So, I took my son out to the dollar store and we rounded up items to put into basket - dish towels, hot pads, oven mitts filled with utensils, then had Jordan pick out toys for the 2 children... and we bought her baby girl a new outfit. I then put together a notebook with neighborhood contact info; neighborhood days (garbage, recycling, and time mailman comes by, etc.); list of free family friendly area events; list of recommendations (doctor/pediatrician, chiropractor, handyman, contractors, photograhers, dentist, etc.); list of places for assistance for those in need; local restaurant take out menus. I was going to add a map labeling the area eating places within 5 minutes and local parks, but I had run out of time. Needless to say the single mom that moved in with her 8 month baby girl and 6 year old boy were very thankful for the gift and we've already started connecting with each other.
I'll be planning a neighborhood ice cream social so that all the neighbors can meet them too.
Angela - posted on 05/12/2012
Sadly, I haven't had especially good experiences in this. One place I moved to, I made the effort to reach people myself and was treated as though I was "strange", maybe even intrusive!
The next street I moved to was different - the lady next door was keen to know me. It was quite a rough area and I was a little suspicious. Unfortunately I wasn't suspicious enough! I ended up with this lady owing me a bit of money and her husband doing damage to my home. Several neighbours used me as a resource for borrowing - not only money! To say nothing of limitless unpaid (or poorly paid) babysitting!
So I'm quite wary. Sometimes in the UK, people are heavily into minding their own business and living insular lives.
My brother bought a house in a very smart area. Within the hour of him moving in, a family living opposite sent over a tray of hot tea and cakes. They were an immigrant family and it was felt that such kindness and hospitality wouldn't have been shown by native born British!
How about putting a card through the door of your new neighbour? Something saying that you hope they'll be very happy in this neighbourhood. Then put your name, address & phone number. No offers of "anything I can do ....?" because that may be open to abuse. Then you just play it by ear when you meet. You could try the food and drink thing though!
Carla - posted on 05/12/2012
Rebekah, I am ashamed to say I don't do much ;) You know how winters are here, and if they move in during the winter, they are on their own ;) I like to go introduce myself, give them my phone number, and let them know we are there if they need us, but even this doesn't always happen. In Washington State, if someone moved into the area, the neighbor women made coffee cake and a pot of coffee and went over en masse to introduce themselves.
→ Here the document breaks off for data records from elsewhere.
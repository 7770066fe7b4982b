//! High-level flow orchestrators powered by the broker facade.

pub mod chat;
pub mod common;
pub mod device_authorization;
pub mod device_poll;
pub mod session_token;

pub use chat::*;
pub use common::*;
pub use device_poll::*;
pub use session_token::*;

// self
use crate::{
	_prelude::*,
	auth::ScopeSet,
	error::ConfigError,
	http::ProviderHttpClient,
	oauth::TransportErrorMapper,
	provider::ProviderDescriptor,
};
#[cfg(feature = "reqwest")]
use crate::{http::ReqwestHttpClient, oauth::ReqwestTransportErrorMapper};

/// Scope requested when the caller does not override it.
pub const DEFAULT_SCOPE: &str = "read:user";

#[cfg(feature = "reqwest")]
/// Broker specialized for the crate's default reqwest transport stack.
pub type ReqwestBroker = Broker<ReqwestHttpClient, ReqwestTransportErrorMapper>;

/// Coordinates the device flow, the session token cache, and chat completions against a single
/// provider descriptor.
///
/// The broker owns the HTTP client, the descriptor, the sleeper used for device-flow pacing, and
/// the session token cache. Clones share the transport and the cache, so a broker can be handed to
/// every task that needs a completion without multiplying token exchanges.
pub struct Broker<C, M>
where
	C: ?Sized + ProviderHttpClient,
	M: ?Sized + TransportErrorMapper<C::TransportError>,
{
	/// HTTP client wrapper used for every outbound provider request.
	pub http_client: Arc<C>,
	/// Mapper applied to transport-layer errors before surfacing them to callers.
	pub transport_mapper: Arc<M>,
	/// Provider descriptor that defines endpoints and quirks.
	pub descriptor: ProviderDescriptor,
	/// OAuth 2.0 client identifier sent with device-flow requests.
	pub client_id: String,
	/// Scope requested during device authorization.
	pub scope: ScopeSet,
	/// Model + prompt settings used by chat completions.
	pub chat_settings: ChatSettings,
	sleeper: Option<Arc<dyn Sleeper>>,
	session_cache: Arc<SessionTokenCache>,
}
impl<C, M> Broker<C, M>
where
	C: ?Sized + ProviderHttpClient,
	M: ?Sized + TransportErrorMapper<C::TransportError>,
{
	/// Creates a broker that reuses the caller-provided transport + mapper pair.
	pub fn with_http_client(
		descriptor: ProviderDescriptor,
		client_id: impl Into<String>,
		http_client: impl Into<Arc<C>>,
		mapper: impl Into<Arc<M>>,
	) -> Self {
		Self {
			http_client: http_client.into(),
			transport_mapper: mapper.into(),
			descriptor,
			client_id: client_id.into(),
			scope: ScopeSet::from_str(DEFAULT_SCOPE).unwrap_or_default(),
			chat_settings: ChatSettings::default(),
			sleeper: common::default_sleeper(),
			session_cache: Default::default(),
		}
	}

	/// Overrides the scope requested during device authorization.
	pub fn with_scope(mut self, scope: ScopeSet) -> Self {
		self.scope = scope;

		self
	}

	/// Replaces the sleeper used between device-flow polls.
	pub fn with_sleeper(mut self, sleeper: Arc<dyn Sleeper>) -> Self {
		self.sleeper = Some(sleeper);

		self
	}

	/// Replaces the session token cache with an empty one using `margin` (negative clamps to 0).
	pub fn with_refresh_margin(mut self, margin: Duration) -> Self {
		self.session_cache = Arc::new(SessionTokenCache::new(margin));

		self
	}

	/// Overrides the chat completion settings.
	pub fn with_chat_settings(mut self, settings: ChatSettings) -> Self {
		self.chat_settings = settings;

		self
	}

	/// Session token cache shared by every clone of this broker.
	pub fn session_cache(&self) -> &SessionTokenCache {
		&self.session_cache
	}

	pub(crate) fn sleeper(&self) -> Result<&dyn Sleeper> {
		self.sleeper.as_deref().ok_or_else(|| ConfigError::MissingSleeper.into())
	}
}
#[cfg(feature = "reqwest")]
impl Broker<ReqwestHttpClient, ReqwestTransportErrorMapper> {
	/// Creates a new broker for the provided descriptor and client identifier.
	///
	/// The broker provisions its own reqwest-backed transport so callers do not need to pass HTTP
	/// handles explicitly. Use [`Broker::with_http_client`] to share a tuned client (timeouts,
	/// proxies) with the rest of the host.
	pub fn new(descriptor: ProviderDescriptor, client_id: impl Into<String>) -> Self {
		Self::with_http_client(
			descriptor,
			client_id,
			ReqwestHttpClient::default(),
			Arc::new(ReqwestTransportErrorMapper),
		)
	}
}
impl<C, M> Clone for Broker<C, M>
where
	C: ?Sized + ProviderHttpClient,
	M: ?Sized + TransportErrorMapper<C::TransportError>,
{
	fn clone(&self) -> Self {
		Self {
			http_client: self.http_client.clone(),
			transport_mapper: self.transport_mapper.clone(),
			descriptor: self.descriptor.clone(),
			client_id: self.client_id.clone(),
			scope: self.scope.clone(),
			chat_settings: self.chat_settings.clone(),
			sleeper: self.sleeper.clone(),
			session_cache: self.session_cache.clone(),
		}
	}
}
impl<C, M> Debug for Broker<C, M>
where
	C: ?Sized + ProviderHttpClient,
	M: ?Sized + TransportErrorMapper<C::TransportError>,
{
	fn fmt(&self, f: &mut Formatter) -> FmtResult {
		f.debug_struct("Broker")
			.field("descriptor", &self.descriptor)
			.field("client_id", &self.client_id)
			.field("scope", &self.scope)
			.field("sleeper_set", &self.sleeper.is_some())
			.finish()
	}
}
When we moved to Michigan, I waited for the 'visit', but it never happened. I went through quite a lot in my mind, let me tell you! Like 'did I offend them some way?' 'What have my kids done?' ;) Michigan definitely isn't as friendly as Washington was. It's a western thing, I guess.
Around the hood, there isn't a lot of beauty, but we tore our yard out and planted an English cottage garden. This starts conversations during the spring/summer--and I offer all who would like them, slips off various plants they have particularly liked. So, short answer long, Rebekah, I offer our help in time of need, and beauty.
Does this help?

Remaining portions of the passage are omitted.